PROBLEM
Return only the number of lines in the records below where the string "Debug" shows up.

DATA EXCERPTS
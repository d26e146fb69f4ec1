use crate::config::Config;
use crate::loaders::Submission;
use crate::model::{ProjectId, ProjectStatus};
use crate::state::ProjectState;
use crate::views::{InputError, ProjectInput, ProjectList};
use tracing::warn;

/// Outcome of submitting a batch of rows.
#[derive(Debug, Default, PartialEq)]
pub struct BatchReport {
    pub accepted: usize,
    /// Line of every rejected row, with the reason.
    pub rejected: Vec<(u64, InputError)>,
}

impl BatchReport {
    pub fn rejected_lines(&self) -> Vec<u64> {
        self.rejected.iter().map(|&(line, _)| line).collect()
    }

    /// Fail if any row was rejected, unless `keep_going` is set.
    pub fn check(&self, keep_going: bool) -> eyre::Result<()> {
        eyre::ensure!(
            keep_going || self.rejected.is_empty(),
            "{} projects were rejected",
            self.rejected.len()
        );
        Ok(())
    }
}

/// The whole screen: one form and the active and finished lists, all
/// sharing the same state.
#[derive(Debug)]
pub struct App {
    pub state: ProjectState,
    pub input: ProjectInput,
    pub active: ProjectList,
    pub finished: ProjectList,
    show_description: bool,
}

impl App {
    pub fn new(config: &Config) -> Self {
        let mut state = ProjectState::new();
        let input = ProjectInput::new(config.form.clone());
        let active = ProjectList::new(ProjectStatus::Active, &mut state);
        let finished = ProjectList::new(ProjectStatus::Finished, &mut state);
        Self {
            state,
            input,
            active,
            finished,
            show_description: config.display.show_description,
        }
    }

    /// Fill in the form and submit it.
    pub fn submit(
        &mut self,
        title: &str,
        description: &str,
        people: &str,
    ) -> Result<ProjectId, InputError> {
        self.input.fill(title, description, people);
        self.input.submit(&mut self.state)
    }

    /// Submit every row in order. Rejected rows do not stop the batch.
    pub fn submit_all(&mut self, submissions: &[Submission]) -> BatchReport {
        let mut report = BatchReport::default();
        for submission in submissions {
            match self.submit(
                &submission.title,
                &submission.description,
                &submission.people,
            ) {
                Ok(_) => report.accepted += 1,
                Err(e) => {
                    warn!(line = submission.line, "rejected submission");
                    report.rejected.push((submission.line, e));
                }
            }
        }
        report
    }

    pub fn render(&self) -> String {
        format!(
            "{}\n{}",
            self.active.render(self.show_description),
            self.finished.render(self.show_description)
        )
    }
}

#[cfg(test)]
mod tests {
    use super::*;

    #[test]
    fn test_submission_reaches_active_list() {
        let mut app = App::new(&Config::default());
        app.submit("Website", "Build the website", "3").unwrap();
        assert_eq!(app.active.items().len(), 1);
        assert!(app.finished.items().is_empty());
        assert_eq!(app.state.len(), 1);
    }

    #[test]
    fn test_invalid_submission_changes_nothing() {
        let mut app = App::new(&Config::default());
        let before = app.render();
        assert_eq!(app.submit("Website", "Web", "3"), Err(InputError::Invalid));
        assert_eq!(app.render(), before);
        assert_eq!(app.input.description, "Web");
    }

    #[test]
    fn test_batch_reports_physical_lines() {
        let data = "title,description,people\n\"Multi\nline\",Build the website,3\nBad,Desc,9\n";
        let submissions = crate::loaders::load(data.as_bytes()).unwrap();
        let mut app = App::new(&Config::default());
        let report = app.submit_all(&submissions);
        assert_eq!(report.accepted, 1);
        assert_eq!(report.rejected, vec![(4, InputError::Invalid)]);
        assert_eq!(report.rejected_lines(), vec![4]);
        assert_eq!(app.active.items().len(), 1);
        assert!(report.check(false).is_err());
        assert!(report.check(true).is_ok());
    }

    #[test]
    fn test_clean_batch_passes() {
        let data = "title,description,people\nWebsite,Build the website,3\nMove,Pack everything,5\n";
        let submissions = crate::loaders::load(data.as_bytes()).unwrap();
        let mut app = App::new(&Config::default());
        let report = app.submit_all(&submissions);
        assert_eq!(report.accepted, 2);
        assert!(report.rejected.is_empty());
        assert!(report.check(false).is_ok());
    }

    #[test]
    fn test_render_screen() {
        let mut config = Config::default();
        config.display.show_description = false;
        let mut app = App::new(&config);
        app.submit("Website", "Build the website", "1").unwrap();
        assert_eq!(
            app.render(),
            "[active-projects] ACTIVE PROJECTS\n  - Website (1 person assigned)\n\n\
             [finished-projects] FINISHED PROJECTS\n  (none)\n"
        );
    }
}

SOLUTION TO THE EXERCISE
2